FLYIO 2025-02-26 Tier 3

Fly.io — Taming a Voracious Rust Proxy¶

Summary¶

A Fly.io incident retrospective (2025-02-26, Tier 3) tracing a CPU-runaway + HTTP-error-spike incident on a couple of IAD edge servers to a TLS-close-notify state-machine bug in tokio-rustls that put an fly-proxy TlsStream into a busy-polling spurious-wakeup loop. The bug was triggered when a partner — Tigris Data — ran a load test whose connections closed with buffered data still on the underlying socket. The flamegraph showed Rust tracing's Subscriber dominating CPU time, which was the giveaway (entering/exiting a tokio span is supposed to be almost free, so if it dominates, the traced code is doing almost nothing and the containing Future is being poll'd in a tight loop). The fix was [upstream rustls PR

1950](https://github.com/rustls/rustls/pull/1950/files) — canonical¶

patterns/upstream-the-fix / patterns/flamegraph-to-upstream-fix instance.

Key takeaways¶

Symptom: two edge tripwires tripped in IAD — elevated fly-proxy HTTP errors + skyrocketing CPU utilisation on a couple of hosts. Bouncing fly-proxy cleared it; it came back. "For some number of hours, we're in an annoying steady-state of getting paged and bouncing proxies." (Source: article body.)
Diagnostic move: Pavel (proxy team) pulled a flamegraph from an angry proxy. A huge chunk was dominated by Rust tracing's Subscriber — "fuckin' weird", because entering/exiting a span in a Tokio stack is supposed to be very fast. If it dominates the profile, the traced code must be doing next to nothing — the whole Future is being poll'd in a tight loop.
Async-Rust primer embedded in the post worth preserving on the wiki: a Future is a state machine exposing one op, poll. Tokio drives it by passing a Waker — the Waker is the handle the Future uses to tell Tokio "something happened, poll me again." AsyncRead builds on Futures and returns Ready every time there's data ready — the caller keeps poll_read-ing until it stops being Ready.
Two footguns in this design (explicit in the article): (a) a poll of a Pending Future that accidentally trips its own Waker — infinite loop; (b) an AsyncRead that poll_read-returns Ready without actually progressing its underlying state machine — also an infinite loop because the caller keeps asking. The profile pattern at Fly.io was the second: "samples that almost terminate in libc, but spend next to no time in the kernel doing actual I/O" (Source: article body). Canonical wiki instance of concepts/spurious-wakeup-busy-loop.

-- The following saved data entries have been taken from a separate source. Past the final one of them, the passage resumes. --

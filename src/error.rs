use thiserror::Error;

pub type Result<T> = std::result::Result<T, CatalogueError>;

/// Failure taxonomy shared by the compiler, resolver and store gateway.
///
/// Validation variants are raised synchronously before any store call.
/// `Internal` wraps unexpected store failures with their original cause so
/// the message survives to the response envelope unchanged.
#[derive(Debug, Error)]
pub enum CatalogueError {
    #[error("{0}")]
    InvalidSyntax(String),

    #[error("{0}")]
    InvalidSchema(String),

    #[error("{0}")]
    InvalidUuid(String),

    #[error("{0}")]
    InvalidParamValue(String),

    #[error("{0}")]
    InvalidGeoValue(String),

    #[error("{0}")]
    ItemNotFound(String),

    #[error("{0}")]
    LinkValidationFailed(String),

    #[error("{0}")]
    Conflict(String),

    #[error(transparent)]
    Internal(#[from] anyhow::Error),
}

impl CatalogueError {
    /// Stable urn code reported in the response envelope's `type` field.
    pub fn urn(&self) -> &'static str {
        match self {
            Self::InvalidSyntax(_) => "urn:dx:cat:InvalidSyntax",
            Self::InvalidSchema(_) => "urn:dx:cat:InvalidSchema",
            Self::InvalidUuid(_) => "urn:dx:cat:InvalidUuid",
            Self::InvalidParamValue(_) => "urn:dx:cat:InvalidParamValue",
            Self::InvalidGeoValue(_) => "urn:dx:cat:InvalidGeoValue",
            Self::ItemNotFound(_) => "urn:dx:cat:ItemNotFound",
            Self::LinkValidationFailed(_) => "urn:dx:cat:LinkValidationFailed",
            Self::Conflict(_) => "urn:dx:cat:Conflict",
            Self::Internal(_) => "urn:dx:cat:InternalError",
        }
    }

    /// Short human-readable title matching the urn code.
    pub fn title(&self) -> &'static str {
        match self {
            Self::InvalidSyntax(_) => "Invalid Syntax",
            Self::InvalidSchema(_) => "Invalid Schema",
            Self::InvalidUuid(_) => "Invalid Uuid",
            Self::InvalidParamValue(_) => "Invalid Query Param Value",
            Self::InvalidGeoValue(_) => "Invalid Geo Value",
            Self::ItemNotFound(_) => "Item Not Found",
            Self::LinkValidationFailed(_) => "Link Validation Failed",
            Self::Conflict(_) => "Conflict",
            Self::Internal(_) => "Internal Server Error",
        }
    }

    /// HTTP status the thin API layer maps this error kind to.
    pub fn status_code(&self) -> u16 {
        match self {
            Self::InvalidSyntax(_)
            | Self::InvalidSchema(_)
            | Self::InvalidUuid(_)
            | Self::InvalidParamValue(_)
            | Self::InvalidGeoValue(_)
            | Self::LinkValidationFailed(_) => 400,
            Self::ItemNotFound(_) => 404,
            Self::Conflict(_) => 409,
            Self::Internal(_) => 500,
        }
    }
}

Suspect narrowing via the fully-qualified Future type in the flamegraph:

&mut fp_io::copy::Duplex<&mut fp_io::reusable_reader::ReusableReader<
  fp_tcp::peek::PeekableReader<
    tokio_rustls::server::TlsStream<
      fp_tcp_metered::MeteredIo<
        fp_tcp::peek::PeekableReader<
          fp_tcp::permitted::PermittedTcpStream>>>>>,
  connect::conn::Conn<tokio::net::tcp::stream::TcpStream>>

Fly's own wrapper types don't touch Waker directly; that left Duplex (not recently changed, can't reproduce) and TlsStream (from Rustls via tokio-rustls) — which does have to reach into the async executor.

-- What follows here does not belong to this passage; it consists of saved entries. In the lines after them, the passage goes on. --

use anyhow::Context;
use serde::Deserialize;
use serde_json::Value;

use crate::error::{CatalogueError, Result};
use crate::model::{Id, QueryPlan};
use crate::store::traits::{DocumentStore, SearchHits};

#[derive(Debug, Deserialize)]
#[serde(rename_all = "camelCase")]
struct SearchBody {
    #[serde(default)]
    total_hits: u64,
    #[serde(default)]
    results: Vec<Value>,
}

#[derive(Debug, Deserialize)]
#[serde(rename_all = "camelCase")]
struct AggregateBody {
    #[serde(default)]
    buckets: Vec<Value>,
}

/// REST client for the backing document engine. One attempt per call, no
/// internal retry; engine failures carry the response body as the cause.
pub struct RestStore {
    client: reqwest::Client,
    base_url: String,
    index: String,
}

impl RestStore {
    pub fn new(base_url: impl Into<String>, index: impl Into<String>) -> RestStore {
        RestStore {
            client: reqwest::Client::new(),
            base_url: base_url.into(),
            index: index.into(),
        }
    }

    fn url(&self, suffix: &str) -> String {
        format!(
            "{}/{}/{}",
            self.base_url.trim_end_matches('/'),
            self.index,
            suffix
        )
    }

    async fn check(&self, response: reqwest::Response) -> Result<reqwest::Response> {
        let status = response.status();
        if status.is_success() {
            return Ok(response);
        }
        let body = response.text().await.unwrap_or_default();
        match status.as_u16() {
            404 => Err(CatalogueError::ItemNotFound(body)),
            409 => Err(CatalogueError::Conflict(body)),
            _ => Err(CatalogueError::Internal(anyhow::anyhow!(
                "engine returned {}: {}",
                status,
                body
            ))),
        }
    }
}

#[async_trait::async_trait]
impl DocumentStore for RestStore {
    async fn search(&self, plan: &QueryPlan) -> Result<SearchHits> {
        let response = self
            .client
            .post(self.url("_search"))
            .json(plan)
            .send()
            .await
            .context("engine search call failed")?;
        let body: SearchBody = self
            .check(response)
            .await?
            .json()
            .await
            .context("malformed engine search response")?;
        Ok(SearchHits {
            total: body.total_hits,
            docs: body.results,
        })
    }

    async fn count(&self, plan: &QueryPlan) -> Result<u64> {
        let response = self
            .client
            .post(self.url("_count"))
            .json(plan)
            .send()
            .await
            .context("engine count call failed")?;
        let body: SearchBody = self
            .check(response)
            .await?
            .json()
            .await
            .context("malformed engine count response")?;
        Ok(body.total_hits)
    }

    async fn aggregate(&self, plan: &QueryPlan) -> Result<Vec<Value>> {
        let response = self
            .client
            .post(self.url("_aggregate"))
            .json(plan)
            .send()
            .await
            .context("engine aggregate call failed")?;
        let body: AggregateBody = self
            .check(response)
            .await?
            .json()
            .await
            .context("malformed engine aggregate response")?;
        Ok(body.buckets)
    }

    async fn put(&self, id: &Id, doc: Value) -> Result<()> {
        let response = self
            .client
            .put(self.url(&format!("_doc/{}", id)))
            .query(&[("op_type", "create")])
            .json(&doc)
            .send()
            .await
            .context("engine put call failed")?;
        self.check(response).await?;
        Ok(())
    }

    async fn update(&self, id: &Id, doc: Value) -> Result<()> {
        let response = self
            .client
            .put(self.url(&format!("_doc/{}", id)))
            .json(&doc)
            .send()
            .await
            .context("engine update call failed")?;
        self.check(response).await?;
        Ok(())
    }

    async fn delete(&self, id: &Id) -> Result<()> {
        let response = self
            .client
            .delete(self.url(&format!("_doc/{}", id)))
            .send()
            .await
            .context("engine delete call failed")?;
        self.check(response).await?;
        Ok(())
    }
}

#[cfg(test)]
mod tests {
    use super::*;

    #[test]
    fn urls_join_without_double_slash() {
        let store = RestStore::new("http://localhost:9200/", "catalogue");
        assert_eq!(store.url("_search"), "http://localhost:9200/catalogue/_search");
        assert_eq!(
            store.url("_doc/abc"),
            "http://localhost:9200/catalogue/_doc/abc"
        );
    }
}
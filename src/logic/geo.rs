use serde_json::Value;

use crate::error::{CatalogueError, Result};
use crate::logic::limits::QueryChecks;
use crate::model::{GeoShape, GeoSpec, GeometryType, QueryNode};

/// Builds the geo clause of a query plan from a geometry descriptor.
pub struct GeoShapeBuilder<'a> {
    checks: &'a QueryChecks,
}

impl<'a> GeoShapeBuilder<'a> {
    pub fn new(checks: &'a QueryChecks) -> GeoShapeBuilder<'a> {
        GeoShapeBuilder { checks }
    }

    pub fn build(&self, spec: &GeoSpec) -> Result<QueryNode> {
        self.checks.check_non_blank(&spec.property, "geoproperty")?;
        let shape = match spec.geometry {
            GeometryType::Point => self.point(spec)?,
            GeometryType::Polygon => self.polygon(&spec.coordinates)?,
            GeometryType::LineString => self.line_string(&spec.coordinates)?,
            GeometryType::Bbox => self.bbox(&spec.coordinates)?,
        };
        Ok(QueryNode::GeoShape {
            field: spec.property.clone(),
            relation: spec.relation,
            shape,
        })
    }

    fn point(&self, spec: &GeoSpec) -> Result<GeoShape> {
        let center = self.pair(&spec.coordinates)?;
        let distance = spec.max_distance.ok_or_else(|| {
            CatalogueError::InvalidGeoValue(
                "Point geometry requires maxDistance".to_string(),
            )
        })?;
        self.checks.check_max_distance(distance)?;
        Ok(GeoShape::Point {
            coordinates: center,
            radius: format!("{}m", distance),
        })
    }

    fn polygon(&self, coordinates: &Value) -> Result<GeoShape> {
        let rings = coordinates.as_array().ok_or_else(|| {
            CatalogueError::InvalidGeoValue(
                "Polygon coordinates must be an array of rings".to_string(),
            )
        })?;
        if rings.is_empty() {
            return Err(CatalogueError::InvalidGeoValue(
                "Polygon needs at least one ring".to_string(),
            ));
        }
        let mut parsed = Vec::with_capacity(rings.len());
        for ring in rings {
            let points = self.pair_list(ring)?;
            self.checks.check_polygon_ring(&points)?;
            parsed.push(points);
        }
        Ok(GeoShape::Polygon {
            coordinates: parsed,
        })
    }

    fn line_string(&self, coordinates: &Value) -> Result<GeoShape> {
        let points = self.pair_list(coordinates)?;
        if points.len() < 2 {
            return Err(CatalogueError::InvalidGeoValue(format!(
                "LineString needs at least 2 points, got {}",
                points.len()
            )));
        }
        Ok(GeoShape::LineString {
            coordinates: points,
        })
    }

    fn bbox(&self, coordinates: &Value) -> Result<GeoShape> {
        let corners = self.pair_list(coordinates)?;
        if corners.len() != 2 {
            return Err(CatalogueError::InvalidGeoValue(format!(
                "bbox needs exactly 2 corner points, got {}",
                corners.len()
            )));
        }
        Ok(GeoShape::Bbox {
            coordinates: corners,
        })
    }

    fn pair(&self, value: &Value) -> Result<[f64; 2]> {
        let parts = value.as_array().filter(|a| a.len() == 2).ok_or_else(|| {
            CatalogueError::InvalidGeoValue(format!(
                "expected a [longitude, latitude] pair, got {}",
                value
            ))
        })?;
        Ok([
            self.checks.check_coordinate(&parts[0])?,
            self.checks.check_coordinate(&parts[1])?,
        ])
    }

    fn pair_list(&self, value: &Value) -> Result<Vec<[f64; 2]>> {
        let entries = value.as_array().ok_or_else(|| {
            CatalogueError::InvalidGeoValue(format!(
                "expected an array of coordinate pairs, got {}",
                value
            ))
        })?;
        entries.iter().map(|entry| self.pair(entry)).collect()
    }
}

Root cause: rustls/tokio-rustls#72 — on orderly TLS shutdown with a CloseNotify Alert record, the sender has declared no more data will be sent; but if the underlying socket still has buffered bytes, TlsStream mishandles its Waker and falls into a busy-loop. Canonical concepts/tls-close-notify edge case — the close_notify-with-buffered-trailer scenario is rare enough that it didn't show in normal traffic.
Trigger: Tigris Data — Fly's object-storage partner — was running a load test. Traffic volume was modest (tens of thousands of connections) but each connection sent a small HTTP body and terminated early, which was enough to make some fraction hit the "close_notify happened before EOF" state. Fly asked Tigris to stop the load test while investigating; resumed after deploying the fix — "no spin-outs."
Fix: upstream rustls PR #1950 — described as "pretty straightforward." Canonical patterns/upstream-the-fix instance — the bug is in a shared ecosystem primitive used by everybody who does TLS in Rust, so the fix goes upstream, not around it.
Lessons the post draws on itself (sharp, recorded verbatim):
"Keep your dependencies updated. Unless you shouldn't keep your dependencies updated." Always update for vulnerabilities (this was technically a DoS vulnerability) and important bugfixes; otherwise "updating for the hell of it might also destabilize your project." The real problem is the process and test infrastructure to metabolise updates confidently — not the updates themselves. (Canonical wiki instance of patterns/dependency-update-discipline.)
"Spurious wakeups should be easy to spot, and triggering a metric when they happen should be cheap, because they're not supposed to happen often. So that's something we'll go do now." — canonical wiki statement of patterns/spurious-wakeup-metric as a cheap instrumentation primitive that would have caught this earlier.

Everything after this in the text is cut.